- **Task brief**: Only the number is requested. Tally the lines of the data that hold the string "match".
____ Data records
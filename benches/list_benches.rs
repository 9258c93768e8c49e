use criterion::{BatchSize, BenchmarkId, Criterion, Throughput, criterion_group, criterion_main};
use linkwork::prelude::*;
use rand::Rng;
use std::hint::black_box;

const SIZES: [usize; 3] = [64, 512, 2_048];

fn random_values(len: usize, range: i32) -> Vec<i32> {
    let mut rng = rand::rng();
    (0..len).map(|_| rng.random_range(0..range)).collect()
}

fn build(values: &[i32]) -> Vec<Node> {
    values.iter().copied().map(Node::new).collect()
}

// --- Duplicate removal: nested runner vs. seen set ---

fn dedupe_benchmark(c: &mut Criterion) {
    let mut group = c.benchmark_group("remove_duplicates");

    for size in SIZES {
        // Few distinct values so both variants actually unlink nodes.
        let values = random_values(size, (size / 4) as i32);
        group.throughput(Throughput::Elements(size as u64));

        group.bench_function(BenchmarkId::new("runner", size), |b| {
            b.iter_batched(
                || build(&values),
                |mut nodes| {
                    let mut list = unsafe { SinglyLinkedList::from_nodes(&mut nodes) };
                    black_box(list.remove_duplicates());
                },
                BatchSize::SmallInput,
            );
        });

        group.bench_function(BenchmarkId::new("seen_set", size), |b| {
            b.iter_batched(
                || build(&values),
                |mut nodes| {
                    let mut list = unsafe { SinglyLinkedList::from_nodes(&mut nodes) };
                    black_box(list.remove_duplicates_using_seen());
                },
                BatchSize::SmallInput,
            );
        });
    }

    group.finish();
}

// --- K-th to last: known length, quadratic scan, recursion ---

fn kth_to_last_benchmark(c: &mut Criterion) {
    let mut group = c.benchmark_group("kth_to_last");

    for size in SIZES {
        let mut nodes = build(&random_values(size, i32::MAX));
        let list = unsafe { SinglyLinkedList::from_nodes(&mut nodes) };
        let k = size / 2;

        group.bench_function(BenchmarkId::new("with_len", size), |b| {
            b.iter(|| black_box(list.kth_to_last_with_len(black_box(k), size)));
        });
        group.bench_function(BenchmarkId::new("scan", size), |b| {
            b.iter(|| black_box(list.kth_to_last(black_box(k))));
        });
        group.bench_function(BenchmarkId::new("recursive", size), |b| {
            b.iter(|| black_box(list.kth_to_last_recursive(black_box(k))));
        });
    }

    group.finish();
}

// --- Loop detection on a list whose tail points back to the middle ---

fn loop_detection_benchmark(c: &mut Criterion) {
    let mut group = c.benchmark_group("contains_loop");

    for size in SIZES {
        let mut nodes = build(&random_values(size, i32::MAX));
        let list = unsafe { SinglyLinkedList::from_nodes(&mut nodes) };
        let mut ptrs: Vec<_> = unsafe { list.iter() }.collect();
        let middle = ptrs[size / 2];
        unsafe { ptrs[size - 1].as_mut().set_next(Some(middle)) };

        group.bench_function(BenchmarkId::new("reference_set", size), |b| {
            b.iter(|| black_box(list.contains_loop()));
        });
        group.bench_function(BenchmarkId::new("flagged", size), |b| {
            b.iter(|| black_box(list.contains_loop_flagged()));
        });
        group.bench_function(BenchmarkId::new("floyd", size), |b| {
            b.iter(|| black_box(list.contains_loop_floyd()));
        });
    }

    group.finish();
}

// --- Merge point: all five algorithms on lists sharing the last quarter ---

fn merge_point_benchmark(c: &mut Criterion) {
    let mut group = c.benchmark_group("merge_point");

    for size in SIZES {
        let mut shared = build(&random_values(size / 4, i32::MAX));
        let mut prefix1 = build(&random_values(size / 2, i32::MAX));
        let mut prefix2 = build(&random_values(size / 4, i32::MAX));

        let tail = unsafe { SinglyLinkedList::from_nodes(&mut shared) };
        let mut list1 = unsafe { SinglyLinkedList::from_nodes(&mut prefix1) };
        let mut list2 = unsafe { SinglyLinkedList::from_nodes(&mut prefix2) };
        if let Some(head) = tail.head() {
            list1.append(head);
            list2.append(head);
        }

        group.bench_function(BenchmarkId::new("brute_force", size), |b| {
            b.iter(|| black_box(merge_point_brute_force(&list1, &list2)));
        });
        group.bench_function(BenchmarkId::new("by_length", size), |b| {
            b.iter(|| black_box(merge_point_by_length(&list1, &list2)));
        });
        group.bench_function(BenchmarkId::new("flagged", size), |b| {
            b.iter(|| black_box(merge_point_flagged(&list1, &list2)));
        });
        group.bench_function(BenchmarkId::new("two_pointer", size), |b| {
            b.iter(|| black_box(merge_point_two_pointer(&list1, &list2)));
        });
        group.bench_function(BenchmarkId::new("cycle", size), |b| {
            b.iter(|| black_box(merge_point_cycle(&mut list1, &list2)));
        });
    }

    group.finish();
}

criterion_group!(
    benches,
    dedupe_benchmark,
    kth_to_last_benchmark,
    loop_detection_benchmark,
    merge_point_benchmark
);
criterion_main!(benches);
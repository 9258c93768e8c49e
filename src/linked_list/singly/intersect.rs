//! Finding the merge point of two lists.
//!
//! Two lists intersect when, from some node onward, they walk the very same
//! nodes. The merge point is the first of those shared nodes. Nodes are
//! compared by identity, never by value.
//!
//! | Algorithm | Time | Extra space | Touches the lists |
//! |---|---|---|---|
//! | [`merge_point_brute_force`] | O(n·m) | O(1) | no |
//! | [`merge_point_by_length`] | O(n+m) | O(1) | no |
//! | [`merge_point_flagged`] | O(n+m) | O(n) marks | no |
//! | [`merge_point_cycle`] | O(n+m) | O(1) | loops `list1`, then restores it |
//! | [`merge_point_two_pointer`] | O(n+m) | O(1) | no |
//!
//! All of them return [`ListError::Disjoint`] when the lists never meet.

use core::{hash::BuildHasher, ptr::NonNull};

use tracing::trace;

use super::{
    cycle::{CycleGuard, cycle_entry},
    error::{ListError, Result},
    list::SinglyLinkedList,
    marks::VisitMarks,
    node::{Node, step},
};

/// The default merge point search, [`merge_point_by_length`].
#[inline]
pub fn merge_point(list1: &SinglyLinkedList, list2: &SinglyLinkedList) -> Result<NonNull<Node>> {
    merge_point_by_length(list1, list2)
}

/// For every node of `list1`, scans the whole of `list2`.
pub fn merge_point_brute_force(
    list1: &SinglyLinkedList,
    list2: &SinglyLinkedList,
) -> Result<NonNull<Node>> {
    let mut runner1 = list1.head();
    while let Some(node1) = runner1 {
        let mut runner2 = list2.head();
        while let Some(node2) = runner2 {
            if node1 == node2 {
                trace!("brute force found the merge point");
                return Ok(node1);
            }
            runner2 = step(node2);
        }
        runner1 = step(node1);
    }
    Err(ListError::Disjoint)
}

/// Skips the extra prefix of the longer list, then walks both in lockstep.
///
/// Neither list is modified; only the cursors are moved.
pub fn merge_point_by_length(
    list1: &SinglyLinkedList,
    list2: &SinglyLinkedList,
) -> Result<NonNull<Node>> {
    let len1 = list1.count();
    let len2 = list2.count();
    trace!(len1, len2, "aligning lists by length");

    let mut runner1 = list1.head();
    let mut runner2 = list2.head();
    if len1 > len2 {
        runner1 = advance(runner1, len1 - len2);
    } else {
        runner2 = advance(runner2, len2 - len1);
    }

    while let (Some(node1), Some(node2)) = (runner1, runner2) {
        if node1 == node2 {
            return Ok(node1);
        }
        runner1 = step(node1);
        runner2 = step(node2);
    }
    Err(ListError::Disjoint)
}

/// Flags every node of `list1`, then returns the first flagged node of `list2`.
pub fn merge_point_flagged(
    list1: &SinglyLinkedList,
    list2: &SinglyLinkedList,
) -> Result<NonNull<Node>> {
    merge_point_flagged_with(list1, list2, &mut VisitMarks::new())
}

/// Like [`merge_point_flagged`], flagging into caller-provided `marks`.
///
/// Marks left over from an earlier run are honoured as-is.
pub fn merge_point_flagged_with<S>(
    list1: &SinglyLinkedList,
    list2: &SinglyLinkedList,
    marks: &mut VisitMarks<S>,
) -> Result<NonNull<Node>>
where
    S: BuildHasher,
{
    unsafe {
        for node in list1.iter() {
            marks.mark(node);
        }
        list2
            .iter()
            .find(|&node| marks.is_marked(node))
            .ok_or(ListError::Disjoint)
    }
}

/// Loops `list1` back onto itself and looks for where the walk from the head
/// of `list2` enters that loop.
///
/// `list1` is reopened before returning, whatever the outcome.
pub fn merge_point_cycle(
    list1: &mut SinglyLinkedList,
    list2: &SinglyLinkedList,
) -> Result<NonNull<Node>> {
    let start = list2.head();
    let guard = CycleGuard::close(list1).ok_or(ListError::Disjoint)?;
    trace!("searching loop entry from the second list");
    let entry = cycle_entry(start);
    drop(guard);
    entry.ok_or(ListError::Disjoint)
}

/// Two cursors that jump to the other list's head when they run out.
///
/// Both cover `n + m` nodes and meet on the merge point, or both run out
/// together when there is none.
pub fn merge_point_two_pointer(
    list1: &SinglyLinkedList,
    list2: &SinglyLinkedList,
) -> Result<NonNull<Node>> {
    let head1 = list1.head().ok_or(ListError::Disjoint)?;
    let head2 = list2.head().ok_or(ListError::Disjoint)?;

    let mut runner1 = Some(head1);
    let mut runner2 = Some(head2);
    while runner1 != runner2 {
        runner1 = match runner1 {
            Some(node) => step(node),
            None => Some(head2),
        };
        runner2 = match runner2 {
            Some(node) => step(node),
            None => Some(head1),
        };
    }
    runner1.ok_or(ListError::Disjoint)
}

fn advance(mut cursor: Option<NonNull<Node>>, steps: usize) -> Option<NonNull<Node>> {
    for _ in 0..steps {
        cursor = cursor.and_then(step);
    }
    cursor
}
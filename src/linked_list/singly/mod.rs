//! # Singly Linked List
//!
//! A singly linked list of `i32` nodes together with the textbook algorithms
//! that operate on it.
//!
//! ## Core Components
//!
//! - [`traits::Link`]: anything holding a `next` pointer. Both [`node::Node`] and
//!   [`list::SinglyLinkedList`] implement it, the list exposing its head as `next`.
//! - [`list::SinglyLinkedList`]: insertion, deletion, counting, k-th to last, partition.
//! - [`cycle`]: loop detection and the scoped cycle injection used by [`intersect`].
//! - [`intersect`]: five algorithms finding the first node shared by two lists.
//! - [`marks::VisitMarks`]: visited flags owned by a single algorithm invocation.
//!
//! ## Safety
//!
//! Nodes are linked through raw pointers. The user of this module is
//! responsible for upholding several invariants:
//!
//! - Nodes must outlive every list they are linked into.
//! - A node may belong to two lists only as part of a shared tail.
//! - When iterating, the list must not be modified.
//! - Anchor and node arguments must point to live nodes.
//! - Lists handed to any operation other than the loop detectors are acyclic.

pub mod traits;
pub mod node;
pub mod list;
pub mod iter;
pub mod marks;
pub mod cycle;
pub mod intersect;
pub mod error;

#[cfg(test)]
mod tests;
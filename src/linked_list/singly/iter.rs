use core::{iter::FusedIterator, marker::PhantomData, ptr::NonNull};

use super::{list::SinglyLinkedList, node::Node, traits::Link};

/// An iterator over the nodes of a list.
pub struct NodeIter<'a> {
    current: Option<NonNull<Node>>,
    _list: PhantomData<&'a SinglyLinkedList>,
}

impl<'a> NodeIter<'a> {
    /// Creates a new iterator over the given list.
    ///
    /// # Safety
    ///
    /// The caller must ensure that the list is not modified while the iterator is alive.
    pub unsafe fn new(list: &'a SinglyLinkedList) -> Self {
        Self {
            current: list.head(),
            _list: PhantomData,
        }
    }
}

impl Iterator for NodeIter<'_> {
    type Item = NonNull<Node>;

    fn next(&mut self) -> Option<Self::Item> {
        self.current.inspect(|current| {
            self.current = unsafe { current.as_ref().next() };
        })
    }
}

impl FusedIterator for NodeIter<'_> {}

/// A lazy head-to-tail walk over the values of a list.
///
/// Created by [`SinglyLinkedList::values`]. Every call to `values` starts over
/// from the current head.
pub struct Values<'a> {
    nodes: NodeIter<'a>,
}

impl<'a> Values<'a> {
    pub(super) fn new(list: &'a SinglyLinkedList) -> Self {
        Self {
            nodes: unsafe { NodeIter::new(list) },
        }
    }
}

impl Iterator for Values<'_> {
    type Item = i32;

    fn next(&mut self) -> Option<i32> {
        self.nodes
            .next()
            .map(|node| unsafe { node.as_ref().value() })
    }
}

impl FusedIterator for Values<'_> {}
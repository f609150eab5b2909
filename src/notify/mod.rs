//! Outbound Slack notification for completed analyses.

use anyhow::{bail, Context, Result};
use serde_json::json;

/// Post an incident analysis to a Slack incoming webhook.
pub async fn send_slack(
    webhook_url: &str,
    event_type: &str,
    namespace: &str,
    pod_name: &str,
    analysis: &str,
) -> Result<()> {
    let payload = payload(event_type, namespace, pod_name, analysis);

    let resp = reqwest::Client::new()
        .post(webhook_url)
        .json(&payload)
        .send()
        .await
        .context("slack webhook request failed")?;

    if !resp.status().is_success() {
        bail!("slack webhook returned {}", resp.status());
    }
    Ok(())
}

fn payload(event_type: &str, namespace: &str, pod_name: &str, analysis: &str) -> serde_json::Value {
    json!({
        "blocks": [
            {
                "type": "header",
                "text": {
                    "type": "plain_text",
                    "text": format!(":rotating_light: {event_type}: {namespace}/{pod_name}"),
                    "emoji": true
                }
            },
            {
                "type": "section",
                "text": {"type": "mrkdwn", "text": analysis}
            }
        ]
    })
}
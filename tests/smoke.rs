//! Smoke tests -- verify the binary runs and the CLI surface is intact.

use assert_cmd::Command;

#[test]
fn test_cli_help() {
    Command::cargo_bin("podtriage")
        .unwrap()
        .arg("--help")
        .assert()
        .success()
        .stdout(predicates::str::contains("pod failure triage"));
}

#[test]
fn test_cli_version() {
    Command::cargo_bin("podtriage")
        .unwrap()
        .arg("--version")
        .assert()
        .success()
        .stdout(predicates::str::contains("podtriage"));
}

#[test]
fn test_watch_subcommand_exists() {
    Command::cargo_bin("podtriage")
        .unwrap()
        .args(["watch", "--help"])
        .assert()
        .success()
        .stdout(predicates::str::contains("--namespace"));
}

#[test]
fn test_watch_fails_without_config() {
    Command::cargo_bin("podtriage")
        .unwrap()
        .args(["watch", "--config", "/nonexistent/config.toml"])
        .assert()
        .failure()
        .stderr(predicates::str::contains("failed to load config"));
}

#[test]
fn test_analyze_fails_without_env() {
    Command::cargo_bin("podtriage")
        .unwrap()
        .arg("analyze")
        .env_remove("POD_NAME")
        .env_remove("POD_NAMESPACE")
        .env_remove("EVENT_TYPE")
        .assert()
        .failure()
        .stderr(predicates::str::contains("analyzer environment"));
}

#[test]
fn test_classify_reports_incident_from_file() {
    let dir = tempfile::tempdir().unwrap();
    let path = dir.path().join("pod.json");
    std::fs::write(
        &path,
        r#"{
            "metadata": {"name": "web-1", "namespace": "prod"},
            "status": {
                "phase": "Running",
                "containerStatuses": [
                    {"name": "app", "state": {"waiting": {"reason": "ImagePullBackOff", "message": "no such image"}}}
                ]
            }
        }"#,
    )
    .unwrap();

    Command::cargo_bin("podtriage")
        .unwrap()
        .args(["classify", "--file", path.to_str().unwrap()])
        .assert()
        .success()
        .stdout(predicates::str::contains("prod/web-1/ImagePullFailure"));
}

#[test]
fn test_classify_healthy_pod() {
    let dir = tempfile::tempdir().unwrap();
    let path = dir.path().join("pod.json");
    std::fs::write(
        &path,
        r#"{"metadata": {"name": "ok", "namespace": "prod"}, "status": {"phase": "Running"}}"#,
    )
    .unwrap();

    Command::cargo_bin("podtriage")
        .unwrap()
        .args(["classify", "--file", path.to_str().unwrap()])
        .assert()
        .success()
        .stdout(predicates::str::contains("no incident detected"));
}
________
- **Exercise response**: 2